#### Dataset records

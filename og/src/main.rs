//! objectgesture - object and gesture tracking coordinator
//!
//! CLI entry point wiring one coordinator to the in-process device.

use std::fs;
use std::path::{Path, PathBuf};
use std::time::Duration;

use clap::Parser;
use colored::*;
use eyre::{Context, Result};
use tokio::sync::broadcast::error::RecvError;
use tracing::{debug, info, warn};

use objectgesture::cli::{Cli, Command, OutputFormat};
use objectgesture::config::Config;
use objectgesture::coordinator::{Detection, DeviceCoordinator, KindDetection, UnloadReport};
use objectgesture::device::{LocalDevice, dataset, validate_keypoints};

fn setup_logging(cli_log_level: Option<&str>, config_log_level: Option<&str>) -> Result<()> {
    // Note: Can't log params here since logging isn't initialized yet
    let log_dir = dirs::data_local_dir()
        .unwrap_or_else(|| PathBuf::from("."))
        .join("objectgesture")
        .join("logs");

    fs::create_dir_all(&log_dir).context("Failed to create log directory")?;

    // Priority: CLI --log-level > config file > default (INFO)
    let level = match cli_log_level.or(config_log_level) {
        Some(s) => match s.to_uppercase().as_str() {
            "TRACE" => tracing::Level::TRACE,
            "DEBUG" => tracing::Level::DEBUG,
            "INFO" => tracing::Level::INFO,
            "WARN" | "WARNING" => tracing::Level::WARN,
            "ERROR" => tracing::Level::ERROR,
            _ => {
                eprintln!("Warning: Unknown log-level '{}', defaulting to INFO", s);
                tracing::Level::INFO
            }
        },
        None => tracing::Level::INFO,
    };

    let log_file = fs::File::create(log_dir.join("objectgesture.log")).context("Failed to create log file")?;

    tracing_subscriber::fmt()
        .with_writer(log_file)
        .with_ansi(false)
        .with_env_filter(tracing_subscriber::EnvFilter::from_default_env().add_directive(level.into()))
        .init();

    info!("Logging initialized (level: {:?})", level);
    Ok(())
}

#[tokio::main]
async fn main() -> Result<()> {
    let cli = Cli::parse();

    // Load log level from config file early (before full config load)
    let config_log_level = Config::load_log_level(cli.config.as_ref());
    setup_logging(cli.log_level.as_deref(), config_log_level.as_deref()).context("Failed to setup logging")?;

    let config = Config::load(cli.config.as_ref()).context("Failed to load configuration")?;
    info!(coordinator = %config.coordinator.name, "objectgesture loaded config");

    debug!(command = ?cli.command, "main: dispatching command");
    match cli.command {
        Command::Run {
            dataset,
            kind,
            camera,
            duration_secs,
            format,
        } => {
            debug!(?dataset, %kind, camera, ?duration_secs, "main: matched Run command");
            cmd_run(&config, &dataset, &kind, camera, duration_secs, format).await
        }
        Command::Gestures => {
            debug!("main: matched Gestures command");
            cmd_gestures(&config)
        }
        Command::Check { path } => {
            debug!(?path, "main: matched Check command");
            cmd_check(&path)
        }
        Command::Config => {
            debug!("main: matched Config command");
            cmd_config(&config)
        }
    }
}

async fn cmd_run(
    config: &Config,
    dataset: &Path,
    kind: &str,
    camera: i32,
    duration_secs: Option<u64>,
    format: OutputFormat,
) -> Result<()> {
    debug!("cmd_run: called");
    let device = LocalDevice::spawn(config.device.clone());
    let broker = device.broker("og");
    let coordinator = DeviceCoordinator::initialize(&broker, config.coordinator.clone())
        .await
        .context("Failed to initialize coordinator")?;

    let session = track(&coordinator, dataset, kind, camera, duration_secs, format).await;
    let report = coordinator.unload().await.context("Failed to unload coordinator")?;
    print_report(&report);
    session
}

async fn track(
    coordinator: &DeviceCoordinator,
    dataset: &Path,
    kind: &str,
    camera: i32,
    duration_secs: Option<u64>,
    format: OutputFormat,
) -> Result<()> {
    let mut detections = coordinator.subscribe_detections();
    let index = coordinator
        .load_dataset(dataset, kind)
        .await
        .context(format!("Failed to load dataset {}", dataset.display()))?;
    coordinator
        .start_tracking(camera)
        .await
        .context("Failed to start tracking")?;
    println!(
        "{} Tracking {} (index {}) on camera {}",
        "✓".green(),
        kind.cyan(),
        index,
        camera
    );

    let deadline = async {
        match duration_secs {
            Some(secs) => tokio::time::sleep(Duration::from_secs(secs)).await,
            None => {
                if let Err(e) = tokio::signal::ctrl_c().await {
                    warn!(error = %e, "Failed to listen for Ctrl-C");
                }
            }
        }
    };
    tokio::pin!(deadline);

    loop {
        tokio::select! {
            _ = &mut deadline => {
                debug!("track: deadline reached");
                break;
            }
            received = detections.recv() => match received {
                Ok(found) => print_detection(&found, format)?,
                Err(RecvError::Lagged(skipped)) => warn!(%skipped, "Detection output lagging"),
                Err(RecvError::Closed) => break,
            },
        }
    }

    coordinator.stop_tracking().await.context("Failed to stop tracking")?;
    Ok(())
}

fn print_detection(found: &KindDetection, format: OutputFormat) -> Result<()> {
    match format {
        OutputFormat::Json => {
            println!("{}", serde_json::to_string(found).context("Failed to encode detection")?);
        }
        OutputFormat::Text => {
            let label = found.detection.label_text().unwrap_or_else(|| "-".to_string());
            match &found.detection {
                Detection::Lost => println!("{} {}", found.kind.cyan(), "lost".red()),
                Detection::Brief { .. } => println!("{} {}", found.kind.cyan(), label.yellow()),
                Detection::Full { object_id, centroid, .. } => {
                    let id = object_id.map(|id| id.to_string()).unwrap_or_else(|| "-".to_string());
                    let at = centroid
                        .map(|(x, y)| format!("({:.1}, {:.1})", x, y))
                        .unwrap_or_else(|| "-".to_string());
                    println!(
                        "{} {} id={} at {}",
                        found.kind.cyan(),
                        label.yellow(),
                        id,
                        at.dimmed()
                    );
                }
            }
        }
    }
    Ok(())
}

fn print_report(report: &UnloadReport) {
    let mark = if report.is_clean() { "✓".green() } else { "!".yellow() };
    println!(
        "{} Unloaded: {} kinds, {} gestures removed",
        mark, report.kinds_removed, report.gestures_removed
    );
    for failure in &report.failures {
        println!("  {} {}", "✗".red(), failure);
    }
}

fn cmd_gestures(config: &Config) -> Result<()> {
    debug!("cmd_gestures: called");
    if config.coordinator.gestures.is_empty() {
        println!("No gestures configured");
        return Ok(());
    }
    for gesture in &config.coordinator.gestures {
        let keypoints = format!("{:?}", gesture.keypoints);
        match validate_keypoints(&gesture.keypoints) {
            Ok(()) => println!("{} {}", gesture.name.cyan(), keypoints),
            Err(reason) => println!("{} {} {}", gesture.name.cyan(), keypoints, reason.red()),
        }
    }
    Ok(())
}

fn cmd_check(path: &Path) -> Result<()> {
    debug!(?path, "cmd_check: called");
    let scan = dataset::scan(path).context(format!("Invalid dataset {}", path.display()))?;
    println!(
        "{} {} image/mask pairs in {}",
        "✓".green(),
        scan.len(),
        scan.root.display().to_string().cyan()
    );
    Ok(())
}

fn cmd_config(config: &Config) -> Result<()> {
    debug!("cmd_config: called");
    let yaml = serde_yaml::to_string(config).context("Failed to serialize configuration")?;
    print!("{}", yaml);
    Ok(())
}
//! Recording capability double for unit tests

use std::collections::HashSet;
use std::path::Path;
use std::sync::atomic::{AtomicBool, Ordering};
use std::sync::{Arc, Mutex, PoisonError};
use std::time::Duration;

use async_trait::async_trait;
use tracing::debug;

use super::broker::{Broker, ModuleRegistry};
use super::error::DeviceError;
use super::traits::{EventBus, GestureTracker, Motion, Speech};
use super::types::{DataFields, FocusTarget, ObjectSnapshot};

/// Implements every capability, records each call, and fails or hangs
/// operations on request
#[derive(Default)]
pub struct MockDevice {
    calls: Mutex<Vec<String>>,
    failing: Mutex<HashSet<&'static str>>,
    hanging: Mutex<HashSet<&'static str>>,
    refuse_tracking: AtomicBool,
}

impl MockDevice {
    pub fn new() -> Arc<Self> {
        debug!("MockDevice::new: called");
        Arc::new(Self::default())
    }

    /// Make every call to `operation` fail with a rejection
    pub fn fail(&self, operation: &'static str) {
        self.failing.lock().unwrap_or_else(PoisonError::into_inner).insert(operation);
    }

    /// Make every call to `operation` hang forever
    pub fn hang(&self, operation: &'static str) {
        self.hanging.lock().unwrap_or_else(PoisonError::into_inner).insert(operation);
    }

    /// Make `track_object` answer false
    pub fn refuse_tracking(&self) {
        self.refuse_tracking.store(true, Ordering::SeqCst);
    }

    pub fn calls(&self) -> Vec<String> {
        self.calls.lock().unwrap_or_else(PoisonError::into_inner).clone()
    }

    pub fn count(&self, operation: &str) -> usize {
        self.calls()
            .iter()
            .filter(|call| call.split('(').next() == Some(operation))
            .count()
    }

    /// Broker exposing this double as every capability
    pub fn broker(self: &Arc<Self>, modules: Arc<ModuleRegistry>) -> Broker {
        Broker::new("mock", modules)
            .with_speech(self.clone())
            .with_motion(self.clone())
            .with_tracker(self.clone())
            .with_bus(self.clone())
    }

    async fn enter(&self, operation: &'static str, call: String) -> Result<(), DeviceError> {
        debug!(%call, "MockDevice::enter: called");
        self.calls.lock().unwrap_or_else(PoisonError::into_inner).push(call);
        let hangs = self.hanging.lock().unwrap_or_else(PoisonError::into_inner).contains(operation);
        if hangs {
            tokio::time::sleep(Duration::from_secs(3600)).await;
        }
        let fails = self.failing.lock().unwrap_or_else(PoisonError::into_inner).contains(operation);
        if fails {
            return Err(DeviceError::rejected(format!("{} failed", operation)));
        }
        Ok(())
    }
}

#[async_trait]
impl Speech for MockDevice {
    async fn say(&self, text: &str) -> Result<(), DeviceError> {
        self.enter("say", format!("say({})", text)).await
    }
}

#[async_trait]
impl Motion for MockDevice {
    async fn set_stiffness(&self, part: &str, value: f32) -> Result<(), DeviceError> {
        self.enter("set_stiffness", format!("set_stiffness({}, {})", part, value)).await
    }

    async fn set_angles(&self, part: &str, angles: &[f32]) -> Result<(), DeviceError> {
        self.enter("set_angles", format!("set_angles({}, {:?})", part, angles)).await
    }
}

#[async_trait]
impl GestureTracker for MockDevice {
    async fn start_tracker(&self, fps: u32, camera_id: i32) -> Result<(), DeviceError> {
        self.enter("start_tracker", format!("start_tracker({}, {})", fps, camera_id))
            .await
    }

    async fn stop_tracker(&self) -> Result<(), DeviceError> {
        self.enter("stop_tracker", "stop_tracker()".to_string()).await
    }

    async fn add_gesture(&self, name: &str, keypoints: &[i32]) -> Result<(), DeviceError> {
        self.enter("add_gesture", format!("add_gesture({}, {:?})", name, keypoints))
            .await
    }

    async fn remove_gesture(&self, name: &str) -> Result<(), DeviceError> {
        self.enter("remove_gesture", format!("remove_gesture({})", name)).await
    }

    async fn focus_object(&self, target: FocusTarget) -> Result<bool, DeviceError> {
        self.enter("focus_object", format!("focus_object({})", target)).await?;
        Ok(true)
    }

    async fn stop_focus(&self) -> Result<(), DeviceError> {
        self.enter("stop_focus", "stop_focus()".to_string()).await
    }

    async fn load_dataset(&self, path: &Path) -> Result<usize, DeviceError> {
        self.enter("load_dataset", format!("load_dataset({})", path.display()))
            .await
            .map_err(|_| DeviceError::dataset(path, "unreadable"))?;
        Ok(3)
    }

    async fn track_object(&self, name: &str, slot: i32) -> Result<bool, DeviceError> {
        self.enter("track_object", format!("track_object({}, {})", name, slot))
            .await?;
        Ok(!self.refuse_tracking.load(Ordering::SeqCst))
    }

    async fn remove_object_kind(&self, slot: i32) -> Result<(), DeviceError> {
        self.enter("remove_object_kind", format!("remove_object_kind({})", slot))
            .await
    }

    async fn object_list(&self, fields: DataFields) -> Result<Vec<ObjectSnapshot>, DeviceError> {
        self.enter("object_list", format!("object_list({})", fields.code())).await?;
        Ok(Vec::new())
    }

    /// Every slot reads as untracked
    async fn object_data(
        &self,
        slots: &[i32],
        fields: DataFields,
    ) -> Result<Vec<Option<ObjectSnapshot>>, DeviceError> {
        self.enter("object_data", format!("object_data({:?}, {})", slots, fields.code()))
            .await?;
        Ok(vec![None; slots.len()])
    }
}

#[async_trait]
impl EventBus for MockDevice {
    async fn subscribe(&self, key: &str, handler: &str, method: &str) -> Result<(), DeviceError> {
        self.enter("subscribe", format!("subscribe({}, {}, {})", key, handler, method))
            .await
    }

    async fn unsubscribe(&self, key: &str) -> Result<(), DeviceError> {
        self.enter("unsubscribe", format!("unsubscribe({})", key)).await
    }
}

########

What to do - Copy out the lines above word for word, stopping after the line containing "let log_dir = dirs::data_local_dir()".

Answer section -
filename og/src/main.rs
//! objectgesture - object and gesture tracking coordinator
//!
//! CLI entry point wiring one coordinator to the in-process device.

use std::fs;
use std::path::{Path, PathBuf};
use std::time::Duration;

use clap::Parser;
use colored::*;
use eyre::{Context, Result};
use tokio::sync::broadcast::error::RecvError;
use tracing::{debug, info, warn};

use objectgesture::cli::{Cli, Command, OutputFormat};
use objectgesture::config::Config;
use objectgesture::coordinator::{Detection, DeviceCoordinator, KindDetection, UnloadReport};
use objectgesture::device::{LocalDevice, dataset, validate_keypoints};

fn setup_logging(cli_log_level: Option<&str>, config_log_level: Option<&str>) -> Result<()> {
    // Note: Can't log params here since logging isn't initialized yet
    let log_dir = dirs::data_local_dir()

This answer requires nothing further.